In diplomacy, this is called “sending a message.” Or, if you are President of a country that is seeking to build nuclear weapons, it is called “The Voice of Doom:”

According to Ulfkotte’s report, “western security sources” claim that during CIA Director Porter Goss’ Dec. 12 visit to Ankara, he asked Turkish Prime Minister Recep Tayyip Erdogan to provide support for a possibile 2006 air strike against Iranian nuclear and military facilities. More specifically, Goss is said to have asked Turkey to provide unfettered exchange of intelligence that could help with a mission.

DDP also reported that the governments of Saudi Arabia, Jordan, Oman and Pakistan have been informed in recent weeks of Washington’s military plans. The countries, apparently, were told that air strikes were a “possible option,” but they were given no specific timeframe for the operations.

(HT: Ed Morrissey)

Gee…I wonder how Der Spiegel got a hold of that little tidbit of information? So does Misha:

So it all comes down to a leak (intentional, no doubt) to Der Spiegel which is high on innuendo and low on actual useful facts. Yep, it’s a plant alright.

Of course, that doesn’t mean that we aren’t planning an attack, since it should be pretty damn obvious to anybody with a functioning brain that negotiations aren’t working one little bit and time is running out — FAST. If we don’t, the Israelis will do it alone, because they have no choice.

In his book The White House Years, Henry Kissinger relates several anecdotes about how this leaking occurs. The subtlty varies from case to case, but it basically comes down to a little game that’s played by the US government and the media. The media knows the story is a plant but plays along because the news is just too juicy to pass up. It is also not uncommon to use foreign media to break the story. In Nixon’s case, I’m sure the enmity of the American press towards his administration had something to do with that. But it also reflects a need on the part of government to get the story maximum impact. If the Iran story had appeared first in the American press, it would have been interpreted through the prism of partisan politics and media bias. This way, the “first draft” of the story comes out raw so that the impact on the target nation - Iran - isn’t cushioned by the Washington Post or New York Times running stories with opposing viewpoints from Democratic party politicians.

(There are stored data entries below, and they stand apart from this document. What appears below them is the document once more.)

use std::time::Duration;

use async_trait::async_trait;
use futures_util::StreamExt;
use tokio::sync::broadcast;
use tokio_tungstenite::{connect_async, tungstenite::Message};
use tokio_util::sync::CancellationToken;
use tracing::{debug, info, warn};

use crate::models::Session;
use crate::store::{SessionStore, StoreError, CHANGE_CHANNEL_CAPACITY};

const RECONNECT_DELAY_MS: u64 = 1000;

/// Store adapter speaking to a session relay over HTTP and WebSocket.
///
/// Reads and writes go through the relay's REST endpoints; a background
/// task keeps a WebSocket open to the relay's change feed and forwards
/// every pushed record into the local broadcast channel. Connection loss is
/// logged and retried; consumers fall back to their own polling cadence in
/// the meantime.
pub struct RemoteStore {
    http: reqwest::Client,
    session_url: String,
    changes: broadcast::Sender<Option<Session>>,
    feed_token: CancellationToken,
}

impl RemoteStore {
    /// `base_url` like `http://relay:3000`, `ws_url` like
    /// `ws://relay:3000/ws/session`.
    pub fn connect(base_url: &str, ws_url: &str) -> Self {
        let (changes, _rx) = broadcast::channel(CHANGE_CHANNEL_CAPACITY);
        let feed_token = CancellationToken::new();

        let feed_changes = changes.clone();
        let feed_url = ws_url.to_string();
        let token = feed_token.clone();
        tokio::spawn(async move {
            run_change_feed(feed_url, feed_changes, token).await;
        });

        RemoteStore {
            http: reqwest::Client::new(),
            session_url: format!("{}/api/v1/session", base_url.trim_end_matches('/')),
            changes,
            feed_token,
        }
    }

    /// Drop the relay's record entirely. Used by a teacher client cleaning
    /// up after `end_session`; never required for correctness.
    pub async fn delete(&self) -> Result<(), StoreError> {
        self.http
            .delete(&self.session_url)
            .send()
            .await
            .map_err(|e| StoreError::Unavailable(e.to_string()))?
            .error_for_status()
            .map_err(|e| StoreError::Rejected(e.to_string()))?;
        Ok(())
    }
}

impl Drop for RemoteStore {
    fn drop(&mut self) {
        self.feed_token.cancel();
    }
}

#[async_trait]
impl SessionStore for RemoteStore {
    async fn write(&self, session: &Session) -> Result<(), StoreError> {
        self.http
            .put(&self.session_url)
            .json(session)
            .send()
            .await
            .map_err(|e| StoreError::Unavailable(e.to_string()))?
            .error_for_status()
            .map_err(|e| StoreError::Rejected(e.to_string()))?;
        Ok(())
    }

    async fn read_active(&self) -> Result<Option<Session>, StoreError> {
        let record: Option<Session> = self
            .http
            .get(&self.session_url)
            .send()
            .await
            .map_err(|e| StoreError::Unavailable(e.to_string()))?
            .error_for_status()
            .map_err(|e| StoreError::Unavailable(e.to_string()))?
            .json()
            .await
            .map_err(|e| StoreError::Unavailable(e.to_string()))?;
        Ok(record.filter(|s| s.is_active))
    }

    fn subscribe(&self) -> broadcast::Receiver<Option<Session>> {
        self.changes.subscribe()
    }
}

/// Keep the relay change feed open, forwarding pushed records locally.
async fn run_change_feed(
    ws_url: String,
    changes: broadcast::Sender<Option<Session>>,
    token: CancellationToken,
) {
    loop {
        if token.is_cancelled() {
            return;
        }
        match connect_async(ws_url.as_str()).await {
            Ok((stream, _resp)) => {
                info!("Connected to relay change feed at {}", ws_url);
                let (_write, mut read) = stream.split();
                loop {
                    tokio::select! {
                        _ = token.cancelled() => return,
                        msg = read.next() => match msg {
                            Some(Ok(Message::Text(text))) => {
                                match serde_json::from_str::<Option<Session>>(text.as_str()) {
                                    Ok(record) => {
                                        let _ = changes.send(record);
                                    }
                                    Err(e) => {
                                        // Tolerated: consumers re-read on their next poll.
                                        warn!("Discarding malformed change-feed message: {}", e);
                                    }
                                }
                            }
                            Some(Ok(_)) => continue,
                            Some(Err(e)) => {
                                warn!("Relay change feed error: {}", e);
                                break;
                            }
                            None => {
                                debug!("Relay change feed closed");
                                break;
                            }
                        }
                    }
                }
            }
            Err(e) => {
                warn!("Failed to reach relay change feed at {}: {}", ws_url, e);
            }
        }
        tokio::select! {
            _ = token.cancelled() => return,
            _ = tokio::time::sleep(Duration::from_millis(RECONNECT_DELAY_MS)) => {}
        }
    }
}
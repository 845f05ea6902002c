//! Student-side reconciliation of the teacher's published state.
//!
//! The engine is a two-state machine. Idle: no live session observed.
//! Joined: a session is being followed, and every incoming record is
//! diffed against the last applied snapshot, each field applied
//! idempotently and independently of the others. Observations arrive from
//! both the store's change feed and a 200 ms follow poll; heartbeat
//! bookkeeping runs on its own 2000 ms cadence. Observing the same record
//! twice must change nothing, because the backend promises neither
//! ordering nor exactly-once delivery.

use std::sync::Arc;
use std::time::Duration;

use chrono::Utc;
use tokio::sync::broadcast;
use tokio_util::sync::CancellationToken;
use tracing::{debug, info, warn};

use crate::highlight::{ContentSurface, HighlightResolver};
use crate::identity::StudentIdentity;
use crate::lock::{ControlLock, LockTransition};
use crate::models::{Participant, Session, UiEvent};
use crate::presence::{self, HEARTBEAT_INTERVAL_MS, POLL_INTERVAL_MS};
use crate::scroll;
use crate::store::SessionStore;
use crate::sync::view::{AnimationDriver, DocumentView, Navigator};

const EVENT_CHANNEL_CAPACITY: usize = 64;

enum EngineState {
    Idle,
    Joined { last: Session },
}

pub struct SyncEngine {
    store: Arc<dyn SessionStore>,
    identity: StudentIdentity,
    view: Arc<dyn DocumentView>,
    navigator: Arc<dyn Navigator>,
    animations: Arc<dyn AnimationDriver>,
    surface: Arc<dyn ContentSurface>,
    events: broadcast::Sender<UiEvent>,
    lock: ControlLock,
    highlighter: HighlightResolver,
    state: EngineState,
    /// Document-visibility flag supplied by the embedding UI.
    visible: bool,
}

impl SyncEngine {
    pub fn new(
        store: Arc<dyn SessionStore>,
        identity: StudentIdentity,
        view: Arc<dyn DocumentView>,
        navigator: Arc<dyn Navigator>,
        animations: Arc<dyn AnimationDriver>,
        surface: Arc<dyn ContentSurface>,
    ) -> Self {
        let (events, _rx) = broadcast::channel(EVENT_CHANNEL_CAPACITY);
        SyncEngine {
            store,
            identity,
            view,
            navigator,
            animations,
            surface,
            events,
            lock: ControlLock::new(),
            highlighter: HighlightResolver::new(),
            state: EngineState::Idle,
            visible: true,
        }
    }

    /// Typed notifications for UI modules not wired to the engine.
    pub fn subscribe_events(&self) -> broadcast::Receiver<UiEvent> {
        self.events.subscribe()
    }

    /// The input layer consults this before letting wheel/touch/key events
    /// through; it also drives the "engaged" indicator.
    pub fn lock(&self) -> &ControlLock {
        &self.lock
    }

    pub fn joined_session_id(&self) -> Option<&str> {
        match &self.state {
            EngineState::Joined { last } => Some(&last.id),
            EngineState::Idle => None,
        }
    }

    /// Foreground/background flag, reported on the next presence tick.
    pub fn set_visible(&mut self, visible: bool) {
        self.visible = visible;
    }

    /// Apply one observation of the store. This is the whole state
    /// machine; the run loop and the tests drive it the same way.
    pub async fn observe(&mut self, record: Option<Session>) {
        let live = record.filter(|s| presence::is_live(s, Utc::now()));
        let followed = match &self.state {
            EngineState::Joined { last } => Some(last.clone()),
            EngineState::Idle => None,
        };
        match (followed, live) {
            (None, Some(session)) => self.join(session).await,
            (None, None) => {}
            (Some(previous), Some(session)) => {
                if previous.id != session.id {
                    // A different broadcast replaced the one we followed.
                    self.teardown();
                    self.join(session).await;
                } else {
                    self.apply_delta(&session, Some(&previous));
                    self.state = EngineState::Joined { last: session };
                }
            }
            (Some(_), None) => self.teardown(),
        }
    }

    /// Read the store and apply what it holds. One follow-poll tick.
    pub async fn poll_once(&mut self) {
        match self.store.read_active().await {
            Ok(record) => self.observe(record).await,
            Err(e) => {
                // Next tick retries; the view just falls behind briefly.
                warn!("Follow poll failed: {}", e);
            }
        }
    }

    /// Explicit exit: best-effort departure note, then local teardown.
    pub async fn leave(&mut self) {
        let Some(session_id) = self.joined_session_id().map(str::to_string) else {
            return;
        };
        self.write_departure(&session_id).await;
        self.teardown();
    }

    /// Drive the follow poll, the change feed and presence bookkeeping
    /// until cancelled. The three cadences are independent.
    pub async fn run(mut self, token: CancellationToken) {
        let mut feed = self.store.subscribe();
        let mut poll = tokio::time::interval(Duration::from_millis(POLL_INTERVAL_MS));
        poll.set_missed_tick_behavior(tokio::time::MissedTickBehavior::Skip);
        let mut presence_ticks =
            tokio::time::interval(Duration::from_millis(HEARTBEAT_INTERVAL_MS));
        presence_ticks.set_missed_tick_behavior(tokio::time::MissedTickBehavior::Skip);

        loop {
            tokio::select! {
                _ = token.cancelled() => {
                    self.leave().await;
                    return;
                }
                _ = poll.tick() => self.poll_once().await,
                _ = presence_ticks.tick() => self.presence_tick().await,
                pushed = feed.recv() => match pushed {
                    Ok(record) => self.observe(record).await,
                    Err(broadcast::error::RecvError::Lagged(skipped)) => {
                        // Missed notifications are recovered by re-reading.
                        debug!("Change feed lagged by {}, re-reading", skipped);
                        self.poll_once().await;
                    }
                    Err(broadcast::error::RecvError::Closed) => {
                        // Store went away; the poll keeps observing "none".
                        feed = self.store.subscribe();
                        tokio::time::sleep(Duration::from_millis(POLL_INTERVAL_MS)).await;
                    }
                },
            }
        }
    }

    /// One presence tick: refresh our participant entry while joined. The
    /// joined session id rides along so a record from a replacing
    /// broadcast is never written to before we have joined it.
    pub async fn presence_tick(&self) {
        if let EngineState::Joined { last } = &self.state {
            presence::touch_student(
                &self.store,
                &last.id,
                &self.identity.id,
                &self.identity.name,
                self.visible,
            )
            .await;
        }
    }

    async fn join(&mut self, session: Session) {
        info!(
            "Joining session {} ({} / {})",
            session.id, session.teacher_name, session.class_name
        );
        self.register_participant(&session).await;
        // The lock never carries over from a previous session.
        self.lock.reset();
        self.apply_delta(&session, None);
        let _ = self.events.send(UiEvent::SessionJoined {
            session_id: session.id.clone(),
        });
        self.state = EngineState::Joined { last: session };
    }

    /// Read-modify-write our own entry into `connectedStudents`. A rejoin
    /// to the same session updates the existing entry in place. Losing
    /// this write to a race is tolerated; the presence tick re-inserts.
    async fn register_participant(&self, session: &Session) {
        let mut record = match self.store.read_active().await {
            Ok(Some(r)) if r.id == session.id => r,
            Ok(_) => return,
            Err(e) => {
                warn!("Participant registration read failed: {}", e);
                return;
            }
        };
        match record.participant_mut(&self.identity.id) {
            Some(participant) => participant.touch(self.visible),
            None => record.connected_students.push(Participant::join(
                self.identity.id.clone(),
                self.identity.name.clone(),
            )),
        }
        if let Err(e) = self.store.write(&record).await {
            warn!("Participant registration write failed: {}", e);
        }
    }

    /// Diff `incoming` against the previous snapshot (None on first join)
    /// and apply each changed field. Fields are deliberately independent:
    /// a degenerate value in one must not keep the others from applying.
    fn apply_delta(&mut self, incoming: &Session, previous: Option<&Session>) {
        self.apply_navigation(incoming, previous);
        self.apply_scroll(incoming, previous);
        self.apply_control(incoming, previous);
        self.apply_highlight(incoming, previous);
        self.apply_animation(incoming, previous);
    }

    fn apply_navigation(&mut self, incoming: &Session, previous: Option<&Session>) {
        let changed = previous.map_or(true, |p| p.document_path != incoming.document_path);
        if !changed || incoming.document_path.is_empty() {
            return;
        }
        if self.view.current_path() == incoming.document_path {
            return;
        }
        debug!("Following navigation to {}", incoming.document_path);
        self.navigator.navigate(&incoming.document_path, true);
    }

    fn apply_scroll(&mut self, incoming: &Session, previous: Option<&Session>) {
        let follow = match previous {
            None => true,
            Some(p) => scroll::exceeds_threshold(p.scroll_position, incoming.scroll_position),
        };
        if !follow {
            return;
        }
        // Target offset is computed from the local geometry, never the
        // teacher's: the percentage is the wire value precisely so this
        // works across viewport sizes.
        let offset = scroll::offset_from_percent(
            incoming.scroll_position,
            self.view.document_height(),
            self.view.viewport_height(),
        );
        self.view.scroll_to(offset);
    }

    fn apply_control(&mut self, incoming: &Session, previous: Option<&Session>) {
        let changed =
            previous.map_or(true, |p| p.student_can_control != incoming.student_can_control);
        if !changed {
            return;
        }
        match self.lock.apply(incoming.student_can_control, self.view.as_ref()) {
            LockTransition::Released { restore_offset } => {
                // Restore after the unpin reflow; the view binding schedules
                // this on its next render frame.
                self.view.scroll_to(restore_offset);
            }
            LockTransition::Engaged | LockTransition::Unchanged => {}
        }
        let _ = self.events.send(UiEvent::ControlChanged {
            can_control: incoming.student_can_control,
        });
    }

    fn apply_highlight(&mut self, incoming: &Session, previous: Option<&Session>) {
        let changed = previous.map_or(true, |p| p.text_selection != incoming.text_selection);
        if !changed {
            return;
        }
        let needle = incoming.text_selection.as_ref().map(|t| t.text.as_str());
        match needle {
            Some(text) => self.highlighter.apply(self.surface.as_ref(), Some(text)),
            None => self.highlighter.clear(self.surface.as_ref()),
        }
        let _ = self.events.send(UiEvent::HighlightChanged {
            text: needle.map(str::to_string),
        });
    }

    fn apply_animation(&mut self, incoming: &Session, previous: Option<&Session>) {
        if previous.map_or(false, |p| p.animation_state == incoming.animation_state) {
            return;
        }
        let prev_state = previous.and_then(|p| p.animation_state.as_ref());
        match (&incoming.animation_state, prev_state) {
            (Some(anim), prev) => {
                let step_changed = prev.map_or(true, |p| {
                    p.animation_id != anim.animation_id || p.current_step != anim.current_step
                });
                if step_changed {
                    // Seek lands paused, then play state is matched.
                    self.animations.seek(&anim.animation_id, anim.current_step);
                }
                self.animations
                    .set_playing(&anim.animation_id, anim.is_playing);
                let _ = self.events.send(UiEvent::AnimationChanged {
                    animation_id: anim.animation_id.clone(),
                    step: anim.current_step,
                    playing: anim.is_playing,
                });
            }
            (None, Some(prev)) => {
                // Teacher cleared the animation; stop following it.
                self.animations.set_playing(&prev.animation_id, false);
            }
            (None, None) => {}
        }
    }

    /// Leave Joined: release every session side effect, then go Idle. A
    /// stale record is handled identically to a missing one.
    fn teardown(&mut self) {
        let EngineState::Joined { last } = &self.state else {
            return;
        };
        info!("Session {} is gone, returning to idle", last.id);
        if let Some(anim) = &last.animation_state {
            self.animations.set_playing(&anim.animation_id, false);
        }
        self.lock.release_for_teardown(self.view.as_ref());
        self.highlighter.clear(self.surface.as_ref());
        self.state = EngineState::Idle;
        let _ = self.events.send(UiEvent::SessionEnded);
    }

    /// Mark our participant entry inactive. Purely best-effort: when the
    /// record is already gone, inactive, or belongs to a different
    /// broadcast there is nothing to write to, and liveness detection
    /// never depends on this note arriving.
    async fn write_departure(&self, session_id: &str) {
        let mut record = match self.store.read_active().await {
            Ok(Some(r)) if r.id == session_id => r,
            Ok(_) => return,
            Err(e) => {
                debug!("Departure note skipped: {}", e);
                return;
            }
        };
        if let Some(participant) = record.participant_mut(&self.identity.id) {
            participant.is_active = false;
            participant.last_seen = Utc::now();
            if let Err(e) = self.store.write(&record).await {
                debug!("Departure note write failed: {}", e);
            }
        }
    }
}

This leak is not very subtle in its implications. The reason for that is simple; the United States government feels it absolutely vital that Iran get the message clearly and unmistakably. Also, it is hard to match the subtley of Ahmadinejad whose diplomatic tip toeing resembles an elephant walking across a field of eggshells. Saying you will “wipe Israel off the map” is not very subtle and hence, the response “we will bomb the crap out of you” is entirely appropriate.

The question is, are we serious about attacking Iran? And what will be Iran’s response both to the threats and any actual attack?

The answer is we are dead serious about bombing Iran’s nuclear infrastructure even at the risk of starting a general war in the Middle East and an Arab oil boycott. Any sustained bombing campaign against Iran’s nuclear facilities - and estimates range from 10 days to 2 weeks with hundreds of sorties - will roil the “Arab street” and force even moderates like King Abdullah II of Jordan into opposition. Then there’s that other King Abdullah of Saudi Arabia who would be committing suicide if he didn’t condemn any American military action against Iran. Where Saudi Arabia goes, so goes most of the other Gulf states. Even Kuwait would be hard pressed to say anything nice about us if we attacked Iran.

What all this adds up to is trouble in the form of a potential oil boycott by many producing states - not just in the Middle East - against the United States. I daresay that President Goatface (Hugo Chavez of Venezuala) would be in full throated anti-American howl and would join any effort by Arab states to choke off the flow of oil to the US. And has anyone been listening to what Mexico’s President Fox has been saying lately about the US government’s idea to build a fence along the border to try and control immigration? Mexico may exact a heavy price for continuing to supply us with oil in the event of a boycott by OPEC.

The short of it is that the countries that supply the United States with most of its imported (and refined) oil would probably participate in a boycott which would be absolutely catostrophic for the US economy. This is the reason for the leak at this time. While Ahmadinejad will bluster like a schooyard bully, he knows full well that while we probably wouldn’t be able to destroy his nuclear program completely, we could set it back several years. This is a prospect that Ahmadinejad and his master, Supreme Leader Ayatollah Khamenei, would find worrying. They are counting on an atomic bomb the same way that President Musharraf counted on the Pakistani device; as a domestic political ploy to generate patriotic pride and boost the popularity of the government. In Musharraf’s case, it worked pretty well. What worked even better was American assistance following 9/11 in tamping down fanatical jihadists who seek to make Pakistan another Islamic “republic.”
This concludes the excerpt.